Together with loans amounting to R292 932 ($41 000), the savings fund bankrolled the women’s budding enterprises.
They are now running “successful businesses” in agriculture, crafts, retail and catering. They are also a driving force behind emerging cultural guesthouses in their area.
The group recently sold craft products to the value of R300 000 ($42 000) at an international trade market.
Learning business, financial and social skills
Zimele Self Help and Savings is an initiative of Zimele, a non-profit organisation that seeks to improve the quality of life in KwaZulu-Natal’s rural areas. Zimele aptly means “I am self-reliant” in the local isiZulu language.
The participating women have empowered themselves with financial, business and social skills “that saw them get out of the cycle of poverty in a deeply impoverished village”, said the finance department.
“I have learned a lot from this saving initiative. Zimele is organising people who come and buy from us, now I can take my children to school and buy food for them too,” Qaphelani Dlamula, a member of the Zimele Self Help and Savings group, said in a statement.
KwaZulu-Natal MEC for Finance, Ina Cronjé, said the project’s success can be attributed to her department’s campaign that encourages responsible spending. Cronjé honoured the women at an event held at Swayimane Community Hall on 23 August.
“This is visible proof of what we have been going around preaching in the province – encouraging people to save and use their savings to create a better future for themselves and their families,” said Cronjé.

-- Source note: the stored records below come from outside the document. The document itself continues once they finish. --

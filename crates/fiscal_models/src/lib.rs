//! # fiscal_models: Domain Data for the Upstream Fiscal & Valuation Engine
//!
//! ## Layer 2 (Domain Data) Role
//!
//! This crate provides the validated input model the engine computes over:
//! - Decline curves and the production profile builder (`production`)
//! - Price decks with strict, gap-detecting lookup (`deck`)
//! - Operating and capital cost structures (`costs`)
//! - Fiscal regime definitions: concessionary, production sharing, and
//!   service contracts (`regimes`)
//!
//! ## Design Principles
//!
//! - **Enum-based regimes** for static dispatch: the three regime families
//!   share almost no behaviour, so a closed tagged enum keeps each family's
//!   period-stepping logic auditable in one place (no trait objects).
//! - **Validated constructors**: every type rejects invalid parameters at
//!   construction (`Result`-returning `new`), so Layer 3 folds never
//!   re-validate mid-run.
//! - **Immutable after construction**: all inputs are plain data, freely
//!   shared across parallel sensitivity cases.

#![deny(missing_docs)]
#![deny(rustdoc::broken_intra_doc_links)]
#![deny(rustdoc::private_intra_doc_links)]

pub mod costs;
pub mod deck;
pub mod production;
pub mod regimes;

“Every man and woman should know how much money comes to their household, how much goes out and how much is saved,” she added. “It is important for families to sit together, especially with their children, so that they will not make unnecessary demands.”
Caring for the community
Zimele Self Help and Savings has also started two early education centres in the poverty-stricken area, where they offer “quality education and day care” to at least 45 children.
“Parallel to their businesses, these women have become involved in initiatives to help orphaned and vulnerable children in their community,” said Rosetta Stander, Zimele’s founder and director.
“They are feeding the children using their own resources, rebuilding the dilapidated mud houses where the children live, and providing them with emotional support and encouragement,” Stander added.
Enrolling for ABET
Financial illiteracy – which, according to the department, was worsened by very low levels of education – compounds socio-economic challenges in the area.
Zimele encouraged the women to enrol for their nearest adult basic education and training (ABET) programme in a bid to eradicate illiteracy.
Zimele’s Sebenzani Meyiwa has been described as a “shining example” of how uneducated elders can empower themselves through ABET.
“If I want to run a successful business, I have to be able to read and write,” she said.